His only previous Ashes series was a marked success. In the match at Perth, his home ground, when Australia regained the Ashes his first five innings were 86, 91, 61no and, on his home ground when the Ashes were retained, 74no and 103. Hussey is a versatile batsman, deft off the back foot, forceful off the front and is not as hard-handed as some of his compatriots. The blip in his form cannot have been unexpected but if it disturbed him his equilibrium seems restored.
"You would only be human to think why is it such a hard game when things are going wrong," he said. "There are definitely times when you think, jeez, I'm doing everything I can, I'm doing all my preparation, doing everything right and it's not quite happening for me in the middle. But I think if you have a lot of faith in your game and how it works it will turn your way. It's probably all mental really."
He was happy to dwell briefly on the part that fortune plays in the life of any cricketer and the fear that when it deserts it may never come back.
"When I started it was still difficult, very hard but I was lucky enough to have a bit of luck go my way early in my career and was able to go on and score a couple of big scores," he said. "You gain a lot of confidence from that.
A lot of things did go my way, just little things, playing and missing, maybe a nick falling just short, you get dropped a couple of times |or you get a decision which just goes your way. It sort of just snowballs and you can ride a |bit of a wave there for a while. The confidence keeps growing, but against the South Africans I felt the little things didn't go my way."

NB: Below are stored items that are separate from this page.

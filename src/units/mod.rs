//! Physical dimensions, named units, and conversions between them.

pub mod composite;
pub mod dimension;
pub mod parsing;
pub mod prefix;
pub mod tagged;
pub mod unit;
pub mod unit_with_power;

#[cfg(test)]
mod test_utils;

pub use composite::CompositeUnit;
pub use dimension::{Dimension, BaseDimension};
pub use unit::Unit;
pub use unit_with_power::UnitWithPower;
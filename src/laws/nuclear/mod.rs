pub mod buckling;
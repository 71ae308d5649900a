//! Implementation of the bisection method of root finding for
//! real-valued functions.
//!
//! See <https://en.wikipedia.org/wiki/Bisection_method>.

use super::FoundRoot;

use crate::expr::algebra::ExprFunction;
use crate::expr::evaluator::EvalError;

use thiserror::Error;

#[derive(Debug, Clone, Copy)]
pub struct BisectionMethod {
  epsilon: f64,
  max_iterations: usize,
}

#[derive(Debug, Clone, PartialEq, Error)]
#[non_exhaustive]
pub enum BisectionError<E> {
  #[error("{0}")]
  FunctionEvalError(E),
  #[error("Failed to converge after {iterations} iterations")]
  FailedToConverge { iterations: usize },
  #[error("No root is contained between the two values {0} and {1}")]
  FailedToBisect(f64, f64),
  #[error("Bisection method requires two distinct inputs")]
  InputsAreIdentical,
}

impl BisectionMethod {
  pub const DEFAULT_EPSILON: f64 = 1e-9;
  pub const DEFAULT_MAX_ITERATIONS: usize = 1000;

  pub fn new(epsilon: f64, max_iterations: usize) -> Self {
    Self { epsilon, max_iterations }
  }

  /// Finds a root of `function` between the two bounds, which must
  /// bracket a sign change. Terminates when either the function value
  /// or the width of the bracket falls below epsilon.
  pub fn find_root<F, E>(
    &self,
    mut function: F,
    mut left_bound: f64,
    mut right_bound: f64,
  ) -> Result<FoundRoot<f64>, BisectionError<E>>
  where F: FnMut(f64) -> Result<f64, E> {
    if left_bound == right_bound {
      return Err(BisectionError::InputsAreIdentical);
    }
    if left_bound > right_bound {
      std::mem::swap(&mut left_bound, &mut right_bound);
    }

    // Verify that there is in fact a root contained between the two
    // values.
    let mut f_left = function(left_bound).map_err(BisectionError::FunctionEvalError)?;
    if f_left == 0.0 {
      return Ok(FoundRoot { value: left_bound, final_epsilon: 0.0 });
    }
    let f_right = function(right_bound).map_err(BisectionError::FunctionEvalError)?;
    if f_right == 0.0 {
      return Ok(FoundRoot { value: right_bound, final_epsilon: 0.0 });
    }
    if f_left.signum() == f_right.signum() {
      return Err(BisectionError::FailedToBisect(left_bound, right_bound));
    }

    for _ in 0..self.max_iterations {
      let pivot = (left_bound + right_bound) / 2.0;
      let f_pivot = function(pivot).map_err(BisectionError::FunctionEvalError)?;
      let curr_epsilon = f_pivot.abs();
      if curr_epsilon < self.epsilon || (right_bound - left_bound) / 2.0 < self.epsilon {
        return Ok(FoundRoot { value: pivot, final_epsilon: curr_epsilon });
      }
      if f_pivot.signum() == f_left.signum() {
        left_bound = pivot;
        f_left = f_pivot;
      } else {
        right_bound = pivot;
      }
    }
    Err(BisectionError::FailedToConverge { iterations: self.max_iterations })
  }

  /// Finds a root of an expression-defined function.
  pub fn find_expr_root(
    &self,
    function: &ExprFunction,
    left_bound: f64,
    right_bound: f64,
  ) -> Result<FoundRoot<f64>, BisectionError<EvalError>> {
    self.find_root(|x| function.eval_at_real(x), left_bound, right_bound)
  }
}

impl Default for BisectionMethod {
  fn default() -> Self {
    Self::new(
      Self::DEFAULT_EPSILON,
      Self::DEFAULT_MAX_ITERATIONS,
    )
  }
}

He stressed several times his reluctance to look either too far forward or too far back ("when I'm retired I'll have a good reminisce about the games I've been involved in") and talked glowingly of the new Australia. When Hussey first began in 2005, months after England had recaptured the Ashes, all Australian's 21st-century legends were still around. Now they have all gone, except for Ricky Ponting.
"It's almost impossible to replace the likes of Warne, McGrath, Hayden, Langer, Martyn, Gilchrist but in one way it can give Australia a bit of an advantage," he says. "The English haven't seen a lot of our new superstars of the future and for me personally having watched these guys fairly closely over a period of time it's so exciting. We have got some really quality cricketers."
They include Phillip Hughes whom Hussey is confident will ride the crest of a wave before reality bites a little and Mitchell Johnson, seriously fast and now with in-swing.
He also added, for good measure, because the English are rather priding themselves on the quality of their spin bowling compared to Australia's for once: "You underestimate Nathan Hauritz at your peril."
But there was no bravado, no outrageous predictions. "I think it's going to be a really tight series," he said. "I think English players play the conditions very well. That is certainly going to make them hard to beat to start with." Mr Cricket cannot wait to find out.